Now there was a thought. He laid a hand on the witch-stone thumping his chest with each stride. If that were true, wouldn’t the knight’s reasoning justify the magic of invisibility in emergency service of the Queen? And didn’t the Queen live in a
constant
state of emergency?
Harric smiled. Possibilities glittered in his imagination. To serve the Queen as a courtier spy with the power of invisibility in his pocket. It had been such a thrill to slip into that dovecote on a true quest for the Queen; how much more so to slip past alert guards with true invisibility…like the Jack of Souls, the wild card, who tips a strong hand to certain victory. Even Willard would have to admit that magic was a potent tool for the Queen.
Voices whispered at the edge of consciousness—the witch-stone, Harric imagined, calling to him. The sound no longer frightened him, as it had when he thought it came from madness. Back in the dovecote, the stone had tried to help him, to warn him of danger. How then, could that be evil?
Nebecci. Bellana. Tryst.
He’d take it out that night, as soon as he could get away from the others, and speak the words to the spell. After that, even Brolli wouldn’t see him.
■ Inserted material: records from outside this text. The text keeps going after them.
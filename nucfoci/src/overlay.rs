//! 结果叠加图.
//!
//! 把细胞核与两类 foci 分别绘制为独立的平面, 可以按原样存为 npz, 或者与 DAPI 通道
//! 合成为 **可视化友好** 的 RGB 预览图.

use crate::assign::NucleusRecord;
use crate::consts::gray::{BLACK, FOCI_MASK, WHITE};
use crate::{AnalysisError, AnalysisResult, CalibratedImage, Idx2d, Idx3d, IntensityWindow};
use ndarray::{Array2, Array3, Axis};
use ndarray_npy::NpzWriter;
use std::fs::File;
use std::path::Path;

/// 叠加图的三个平面. 形状与原图一致.
#[derive(Debug, Clone)]
pub struct Overlay {
    /// 细胞核平面, 像素值为细胞核标签.
    nuclei: Array3<u32>,
    /// PML foci 掩膜.
    pml: Array3<u8>,
    /// RNF4 foci 掩膜.
    rnf4: Array3<u8>,
}

impl Overlay {
    /// 在形状为 `shape` 的空白平面上绘制所有记录.
    ///
    /// 未归属于任何细胞核的 foci 不会出现在叠加图中.
    pub fn draw(records: &[NucleusRecord<'_>], shape: Idx3d) -> AnalysisResult<Self> {
        let mut nuclei = Array3::zeros(shape);
        let mut pml = Array3::from_elem(shape, BLACK);
        let mut rnf4 = Array3::from_elem(shape, BLACK);
        for r in records {
            r.nucleus().draw_into(&mut nuclei, r.nucleus().label())?;
            for focus in r.pml() {
                focus.draw_into(&mut pml, FOCI_MASK)?;
            }
            for focus in r.rnf4() {
                focus.draw_into(&mut rnf4, FOCI_MASK)?;
            }
        }
        Ok(Self { nuclei, pml, rnf4 })
    }

    /// 图像形状.
    #[inline]
    pub fn shape(&self) -> Idx3d {
        self.nuclei.dim()
    }

    /// 细胞核平面.
    #[inline]
    pub fn nuclei(&self) -> &Array3<u32> {
        &self.nuclei
    }

    /// PML foci 平面.
    #[inline]
    pub fn pml(&self) -> &Array3<u8> {
        &self.pml
    }

    /// RNF4 foci 平面.
    #[inline]
    pub fn rnf4(&self) -> &Array3<u8> {
        &self.rnf4
    }

    /// 按原样把三个平面存入 npz 文件 `path`.
    pub fn save_npz<P: AsRef<Path>>(&self, path: P) -> AnalysisResult<()> {
        let mut w = NpzWriter::new(File::create(path)?);
        w.add_array("nuclei.npy", &self.nuclei)?;
        w.add_array("pml.npy", &self.pml)?;
        w.add_array("rnf4.npy", &self.rnf4)?;
        w.finish()?;
        Ok(())
    }

    /// 与 `dapi` 合成 z 方向最大值投影的 RGB 预览图.
    ///
    /// 红色为 RNF4 foci, 绿色为 PML foci, 蓝色为按强度范围归一化的 DAPI,
    /// 细胞核轮廓为白色.
    pub fn preview(&self, dapi: &CalibratedImage) -> AnalysisResult<image::RgbImage> {
        dapi.ensure_shape(self.shape())?;

        let nuclei = self.nuclei.fold_axis(Axis(0), 0u32, |acc, &v| (*acc).max(v));
        let pml = self.pml.fold_axis(Axis(0), BLACK, |acc, &v| (*acc).max(v));
        let rnf4 = self.rnf4.fold_axis(Axis(0), BLACK, |acc, &v| (*acc).max(v));
        let blue = dapi.max_projection();
        let window = IntensityWindow::fit(dapi);

        let (height, width) = nuclei.dim();
        let mut buf = image::RgbImage::new(width as u32, height as u32);
        for ((h, w), &label) in nuclei.indexed_iter() {
            let px = if label != 0 && on_outline(&nuclei, (h, w)) {
                [WHITE; 3]
            } else {
                let b = window.and_then(|win| win.eval(blue[(h, w)])).unwrap_or(BLACK);
                [rnf4[(h, w)], pml[(h, w)], b]
            };
            buf.put_pixel(w as u32, h as u32, image::Rgb(px));
        }
        Ok(buf)
    }

    /// 把预览图 (见 [`Overlay::preview`]) 保存到 `path`. 格式由扩展名决定.
    pub fn save_preview<P: AsRef<Path>>(&self, path: P, dapi: &CalibratedImage) -> AnalysisResult<()> {
        self.preview(dapi)?.save(path).map_err(AnalysisError::from)
    }
}

/// `pos` 是否位于其所在标签区域的边缘 (4-邻域中存在不同标签, 或者处在图像边缘)?
fn on_outline(labels: &Array2<u32>, (h, w): Idx2d) -> bool {
    let (height, width) = labels.dim();
    if h == 0 || w == 0 || h + 1 == height || w + 1 == width {
        return true;
    }
    let v = labels[(h, w)];
    [(h - 1, w), (h + 1, w), (h, w - 1), (h, w + 1)]
        .into_iter()
        .any(|p| labels[p] != v)
}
Our Court is infected with the disease of “tolerance.” Would our fathers’ fathers welcome Ibergs to our shores? Would they bargain with the magicks of the Kwendi? Beware, Arkendia! For today if one shows proper fear of magick in the Court, he is mocked, thought a lack-wit, old-fashioned. Hear me, Arkendia! Shun this tolerance! Return to the strength of our fathers!
—From “Virtue Undermined,” banned pamphlet, late reign of Chasia
The Witch
B
y the time
the Mad Moon set, the soft gray light of dawn was enough to reveal the path along the river’s course. The walls of the canyon became less sheer, and the roads that had been cut into its walls gave way to a dirt path along the water’s edge. The trail led them along a wooded lake into a bowl of rocky peaks. In the middle of the lake was a bare grave island, with crude monuments erected by timbermen or trappers. At the foot of the lake stood a tall, crooked stone like an old man’s thumb. They stopped there for a brief rest, during which Brolli dubbed the aged stone “Willard’s Finger.”
“See what yours looks like after seven lives of battle,” Willard growled.
“The lake I name Willard’s Tub. May you live to make a soak in it.”
Beyond the lake, the mule track climbed a saddle of granite between peaks to descend into the adjoining watershed. A young forest of spoke-limb and ash trees greeted them on the other side, crowding the path with exuberant growth and limiting visibility to sixty paces. Ancient blackened stumps stood like rotten teeth amidst the riot of green, testament of fire in years past.